When it was launched on March 6 2009, no-one could have predicted just how successful the Kepler Space Telescope
would be in identifying planets beyond our solar system. Since launch, Kepler has zoomed in on over 2,300 planetary candidates awaiting further research for possible positive identification as planets and spotted in excess of 100 confirmed planets orbiting stars other than our sun.
Kepler has confirmed what was long suspected by astronomers – our solar system is by no means unique, rather, the Universe is highly efficient when it comes to planets rolling off the production line.
To date, Kepler has found hundreds of Earth-size planets many of which may orbit a star’s habitable zone – that Goldilocks band of space in a solar system which is neither too hot nor too cold, but, in theory at least, just right for water to exist in liquid form enabling life to live long and prosper.

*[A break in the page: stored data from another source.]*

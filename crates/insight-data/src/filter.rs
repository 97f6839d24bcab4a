//! Query/filter service over the joined record view.
//!
//! A [`FilterSet`] is a conjunction of independently optional clauses:
//! per-column membership sets, an inclusive date range, and a
//! case-insensitive free-text search across every canonical column. The
//! predicate set changes interactively, so search is computed fresh on
//! every call — no pre-built index. Filtering never mutates its input and
//! never raises.

use std::collections::HashSet;

use chrono::NaiveDate;
use insight_core::models::{Column, JoinedRecord};

// ── FilterSet ─────────────────────────────────────────────────────────────────

/// Membership restriction on one canonical column.
///
/// A present clause with an empty value set matches nothing — deliberately
/// distinct from an absent clause, which matches everything.
#[derive(Debug, Clone)]
pub struct MembershipClause {
    pub column: Column,
    pub values: HashSet<String>,
}

/// The conjunction of filter clauses applied to the joined view.
#[derive(Debug, Clone, Default)]
pub struct FilterSet {
    pub membership: Vec<MembershipClause>,
    /// Inclusive `[start, end]` bounds on the session date. Records with a
    /// null date are excluded while this clause is active.
    pub date_range: Option<(NaiveDate, NaiveDate)>,
    /// Case-insensitive substring matched against every column's canonical
    /// projection.
    pub search: Option<String>,
}

impl FilterSet {
    /// `true` when no clause restricts anything.
    pub fn is_empty(&self) -> bool {
        self.membership.is_empty() && self.date_range.is_none() && self.search.is_none()
    }

    /// Add a membership clause on `column`.
    pub fn with_membership<I, S>(mut self, column: Column, values: I) -> Self
    where
        I: IntoIterator<Item = S>,
        S: Into<String>,
    {
        self.membership.push(MembershipClause {
            column,
            values: values.into_iter().map(Into::into).collect(),
        });
        self
    }

    /// Restrict to dates within `[start, end]` inclusive.
    pub fn with_date_range(mut self, start: NaiveDate, end: NaiveDate) -> Self {
        self.date_range = Some((start, end));
        self
    }

    /// Add a free-text search clause.
    pub fn with_search(mut self, needle: impl Into<String>) -> Self {
        self.search = Some(needle.into());
        self
    }
}

// ── Application ───────────────────────────────────────────────────────────────

/// Apply `filters` to `records`, returning the kept rows in input order.
///
/// An empty filter set is the identity. All clauses are evaluated per
/// record with AND semantics; malformed predicate values can only shrink
/// the result, never error.
pub fn apply(records: &[JoinedRecord], filters: &FilterSet) -> Vec<JoinedRecord> {
    if filters.is_empty() {
        return records.to_vec();
    }

    let needle = filters.search.as_ref().map(|s| s.to_lowercase());

    records
        .iter()
        .filter(|record| matches(record, filters, needle.as_deref()))
        .cloned()
        .collect()
}

fn matches(record: &JoinedRecord, filters: &FilterSet, needle: Option<&str>) -> bool {
    for clause in &filters.membership {
        // A null column value can never belong to a membership set.
        match clause.column.value_opt(record) {
            Some(value) if clause.values.contains(&value) => {}
            _ => return false,
        }
    }

    if let Some((start, end)) = filters.date_range {
        match record.date {
            Some(date) if start <= date && date <= end => {}
            _ => return false,
        }
    }

    if let Some(needle) = needle {
        let hit = Column::ALL
            .iter()
            .any(|col| col.value(record).to_lowercase().contains(needle));
        if !hit {
            return false;
        }
    }

    true
}

// ── Tests ─────────────────────────────────────────────────────────────────────
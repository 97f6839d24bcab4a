//! Join engine: flat tables → denormalized record view.
//!
//! Two composable pure left joins keyed on `session_id`: sessions against
//! instructor links, then the result against trainee links. A session with
//! zero links on one side keeps a single `None` placeholder for that side;
//! otherwise each session expands to the i × t cross product. Dangling
//! links (no matching session) are silently dropped — the join is
//! session-anchored. No I/O anywhere in this module.

use std::collections::HashMap;

use insight_core::models::{JoinedRecord, PersonFields, PersonLink, SessionRow};

// ── Joins ─────────────────────────────────────────────────────────────────────

/// Left-join instructor links onto sessions.
///
/// Output order: session extraction order, each session's links in their
/// own extraction order. `trainee` is `None` on every row at this stage.
pub fn join_instructors(sessions: &[SessionRow], links: &[PersonLink]) -> Vec<JoinedRecord> {
    let index = index_by_session(links);
    let mut records = Vec::with_capacity(sessions.len());

    for session in sessions {
        match index.get(session.session_id.as_str()) {
            Some(matched) => {
                for link in matched {
                    records.push(base_record(session, Some(PersonFields::from(*link))));
                }
            }
            None => records.push(base_record(session, None)),
        }
    }

    records
}

/// Left-join trainee links onto an instructor-joined view.
pub fn join_trainees(rows: &[JoinedRecord], links: &[PersonLink]) -> Vec<JoinedRecord> {
    let index = index_by_session(links);
    let mut records = Vec::with_capacity(rows.len());

    for row in rows {
        match index.get(row.session_id.as_str()) {
            Some(matched) => {
                for link in matched {
                    let mut record = row.clone();
                    record.trainee = Some(PersonFields::from(*link));
                    records.push(record);
                }
            }
            None => records.push(row.clone()),
        }
    }

    records
}

/// The full two-stage join: sessions ⟕ instructors, then ⟕ trainees.
pub fn join(
    sessions: &[SessionRow],
    instructors: &[PersonLink],
    trainees: &[PersonLink],
) -> Vec<JoinedRecord> {
    join_trainees(&join_instructors(sessions, instructors), trainees)
}

/// Caller-visible ordering: date descending, stable (ties and null dates
/// keep extraction order; null dates sort last).
pub fn sort_by_date_desc(records: &mut [JoinedRecord]) {
    // Option<NaiveDate> orders None first ascending, so the reversed
    // comparison puts newest dates first and null dates last.
    records.sort_by(|a, b| b.date.cmp(&a.date));
}

// ── Internal helpers ──────────────────────────────────────────────────────────

/// Index links by session id, preserving per-key extraction order.
fn index_by_session<'a>(links: &'a [PersonLink]) -> HashMap<&'a str, Vec<&'a PersonLink>> {
    let mut index: HashMap<&str, Vec<&PersonLink>> = HashMap::new();
    for link in links {
        index.entry(link.session_id.as_str()).or_default().push(link);
    }
    index
}

fn base_record(session: &SessionRow, instructor: Option<PersonFields>) -> JoinedRecord {
    JoinedRecord {
        session_id: session.session_id.clone(),
        date: session.date,
        curriculum_code: session.curriculum_code.clone(),
        lesson_name: session.lesson_name.clone(),
        start_time: session.start_time.clone(),
        end_time: session.end_time.clone(),
        instructor,
        trainee: None,
    }
}

// ── Tests ─────────────────────────────────────────────────────────────────────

With the initial 42 month Kepler mission reaching a close, NASA has announced an extension whereby Kepler will focus on collecting data with a view to discovering true Earth-like equivalents – rocky planets, roughly the same size as Earth, taking approximately one Earth year to orbit stars of similar magnitude (size and brightness) to our own Sun.
Kepler’s methodology for researching exoplanets is relatively simple. When a possible planet passes in front of its parent star, light from the parent star is blocked. Kepler uses this differential to gauge the size of a potential planet – the bigger the planet the more light is blocked. From that the size of a planet relative to its parent star can be calculated. With further advances in technology used for imaging and data calibration a clearer picture of exoplanets, including those with the potential to harbour life, may be expected to emerge over the next few years.
Says William Borucki, Kepler principal investigator at NASA's Ames Research Center in Moffett Field, Calif.,
"The initial discoveries of the Kepler mission indicate at least a third of the stars have planets and the number of planets in our galaxy must number in the billions. The planets of greatest interest are other Earths, and these could already be in the data awaiting analysis. Kepler's most exciting results are yet to come."
Over the last three years, Digital Journal has regularly reported on some of the Kepler Space Telescope’s stunning discoveries.
In September 2011, imaging from the Kepler Space Telescope revealed a planet
reminiscent of the fictional planet Tatooine of Star Wars fame, a circumbinary planet in orbit around a two star (binary) system. Such planets had previously existed only in astronomical theory (and science fiction) but Kepler data confirmed the existence of the new gas giant labelled Kepler-16b.
In December 2011, Digital Journal highlighted one of the best prospects yet for an Earth-like planet, designated Kepler 22-b
, located within a solar system’s Goldilocks zone in a star system 600 light years from Earth. Hardly next door to us but as technology races ahead, there is the tantalising prospect of more Earth 2.0’s being discovered in star systems much closer to home. At present, whilst it has become relatively easy to spot large Jupiter-like gas giant type planets orbiting other suns, picking out planets resembling our own, much smaller, third rock from the sun is trickier.
These and other milestones in the Kepler Space Telescope’s mission to date are also highlighted in the NASA announcement
confirming Kepler’s extended mission to search for new planets right through to 2016.
"Kepler's bounty of new planet discoveries, many quite different from anything found previously, will continue to astound. But to me, the most wonderful discovery of the mission has not been individual planets, but the systems of two, three, even six planets crowded close to their stars, and, like the planets orbiting about our sun, moving in nearly the same plane. Like people, planets interact with their neighbors and can be greatly affected by them. What are the neighborhoods of Earth-size exoplanets like? This is the question I most hope Kepler will answer in the years to come,"
said Jack Lissauer, planetary scientist at the Ames Research Center.
Geoff Marcy, professor of astronomy at the University of California at Berkeley, neatly encapsulated Kepler’s discoveries to date as demonstrating that not only is the Universe stranger than we imagined, but it’s stranger than we could ever imagine we could imagine, saying,
“The Earth isn't unique, nor the center of the universe. The diversity of other worlds is greater than depicted in all the science fiction novels and movies. Aristotle would be proud of us for answering some of the most profound philosophical questions about our place in the universe."
Astronomers, whether professional or amateur, can look forward to the Kepler Space Telescope boldly going on its continuing mission for another four years. Let’s see what’s out there!